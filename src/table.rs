//! Reference Table Types
//!
//! `RawTable` holds the methodology's wording verbatim, as assembled by the
//! generator. `NormalizedTable` is what `config.json` contains: canonical
//! keys, canonical labels, bare integer years and `null` for impossible
//! targets.

use std::collections::BTreeMap;
use std::fs;
use std::path::Path;

use serde::{Deserialize, Serialize};
use serde_json::{Map, Number, Value};

use crate::error::{PipelineError, Result};
use crate::vocabulary::{
    is_canonical_baseline, Field, Vocabulary, CONDITIONS, TRANSITION_SEPARATOR,
};

// ============================================================================
// RAW TABLE
// ============================================================================

/// Scoring constant block from `globals.json`
#[derive(Debug, Clone, PartialEq)]
pub enum RawGlobal {
    /// Verbose label → score
    Scores(BTreeMap<String, Number>),
    Scalar(Number),
}

/// One cell of a habitat entry, in source wording
#[derive(Debug, Clone, PartialEq)]
pub enum RawCell {
    Label(String),
    /// Verbose column header → verbose cell text
    Grid(BTreeMap<String, String>),
}

pub type RawEntry = BTreeMap<Field, RawCell>;

/// Table assembled from the source specification, before normalization
#[derive(Debug, Clone, Default, PartialEq)]
pub struct RawTable {
    pub globals: BTreeMap<Field, RawGlobal>,
    /// Habitat name → fields
    pub habitats: BTreeMap<String, RawEntry>,
}

impl RawTable {
    /// JSON view keyed by the methodology's own headers
    pub fn to_json_value(&self) -> Value {
        let mut root = Map::new();

        for (field, global) in &self.globals {
            let value = match global {
                RawGlobal::Scalar(number) => Value::Number(number.clone()),
                RawGlobal::Scores(scores) => Value::Object(
                    scores
                        .iter()
                        .map(|(label, score)| (label.clone(), Value::Number(score.clone())))
                        .collect(),
                ),
            };
            root.insert(field.source_header().to_string(), value);
        }

        let habitats: Map<String, Value> = self
            .habitats
            .iter()
            .map(|(name, entry)| {
                let fields: Map<String, Value> = entry
                    .iter()
                    .map(|(field, cell)| {
                        let value = match cell {
                            RawCell::Label(label) => Value::String(label.clone()),
                            RawCell::Grid(grid) => Value::Object(
                                grid.iter()
                                    .map(|(k, v)| (k.clone(), Value::String(v.clone())))
                                    .collect(),
                            ),
                        };
                        (field.source_header().to_string(), value)
                    })
                    .collect();
                (name.clone(), Value::Object(fields))
            })
            .collect();

        root.insert("habitats".to_string(), Value::Object(habitats));
        Value::Object(root)
    }
}

// ============================================================================
// NORMALIZED TABLE
// ============================================================================

/// Scoring constant block in `config.json`
#[derive(Debug, Clone, PartialEq, Serialize, Deserialize)]
#[serde(untagged)]
pub enum Global {
    Scalar(Number),
    /// Canonical label → score
    Scores(BTreeMap<String, Number>),
}

/// One cell of a normalized habitat entry
#[derive(Debug, Clone, PartialEq, Serialize, Deserialize)]
#[serde(untagged)]
pub enum Cell {
    /// Target not possible
    Null,
    Label(String),
    /// Condition or transition → years (`None` when not possible)
    Grid(BTreeMap<String, Option<u32>>),
}

pub type Entry = BTreeMap<Field, Cell>;

/// Contents of `config.json`
#[derive(Debug, Clone, Default, PartialEq, Serialize, Deserialize)]
pub struct NormalizedTable {
    #[serde(flatten)]
    pub globals: BTreeMap<Field, Global>,
    pub habitats: BTreeMap<String, Entry>,
}

impl NormalizedTable {
    /// Load a previously written `config.json`
    pub fn load(path: &Path) -> Result<Self> {
        let contents = fs::read_to_string(path).map_err(|e| PipelineError::io(path, e))?;

        serde_json::from_str(&contents).map_err(|source| PipelineError::Json {
            path: path.to_path_buf(),
            source,
        })
    }

    pub fn habitat(&self, name: &str) -> Option<&Entry> {
        self.habitats.get(name)
    }

    /// Label of a habitat's field; `None` for missing fields, nulls and grids
    pub fn label(&self, habitat: &str, field: Field) -> Option<&str> {
        match self.habitats.get(habitat)?.get(&field)? {
            Cell::Label(label) => Some(label),
            _ => None,
        }
    }

    /// Score attached to a canonical label in a globals block
    pub fn score(&self, field: Field, label: &str) -> Option<f64> {
        match self.globals.get(&field)? {
            Global::Scores(scores) => scores.get(label)?.as_f64(),
            Global::Scalar(_) => None,
        }
    }

    pub fn scalar(&self, field: Field) -> Option<f64> {
        match self.globals.get(&field)? {
            Global::Scalar(number) => number.as_f64(),
            Global::Scores(_) => None,
        }
    }

    /// Post-condition: no verbose wording survived normalization
    ///
    /// Every closed-vocabulary label, every grid key and every globals label
    /// must be canonical for its field.
    pub fn verify(&self) -> Result<()> {
        for (field, global) in &self.globals {
            if let Global::Scores(scores) = global {
                for label in scores.keys() {
                    ensure_canonical(*field, label, "globals")?;
                }
            }
        }

        for (name, entry) in &self.habitats {
            for (field, cell) in entry {
                match (field.vocabulary(), cell) {
                    (Vocabulary::Closed(_), Cell::Null)
                        if matches!(field, Field::CreationDifficulty | Field::EnhancementDifficulty) => {}
                    (Vocabulary::Closed(_) | Vocabulary::Open, Cell::Label(label)) => {
                        ensure_canonical(*field, label, name)?;
                    }
                    (Vocabulary::ConditionYears, Cell::Grid(grid)) => {
                        for key in grid.keys() {
                            if !CONDITIONS.contains(&key.as_str()) {
                                return Err(unnormalized(*field, name, key));
                            }
                        }
                    }
                    (Vocabulary::TransitionYears, Cell::Grid(grid)) => {
                        for key in grid.keys() {
                            if !is_canonical_transition(key) {
                                return Err(unnormalized(*field, name, key));
                            }
                        }
                    }
                    (_, other) => {
                        return Err(unnormalized(*field, name, &format!("{:?}", other)));
                    }
                }
            }
        }

        Ok(())
    }
}

fn ensure_canonical(field: Field, label: &str, location: &str) -> Result<()> {
    if field.is_canonical(label) {
        Ok(())
    } else {
        Err(unnormalized(field, location, label))
    }
}

fn unnormalized(field: Field, location: &str, label: &str) -> PipelineError {
    PipelineError::Unnormalized {
        field: field.key(),
        location: location.to_string(),
        label: label.to_string(),
    }
}

/// `<baseline> - <target>` with both sides canonical
pub fn is_canonical_transition(key: &str) -> bool {
    CONDITIONS.iter().any(|target| {
        key.strip_suffix(target)
            .and_then(|rest| rest.strip_suffix(TRANSITION_SEPARATOR))
            .is_some_and(is_canonical_baseline)
    })
}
+===+
■ **EXERCISE DIRECTIONS**
What number of lines in the records hold "Deserialize"? Reply with that number alone.

■ **EXERCISE RESULT**
4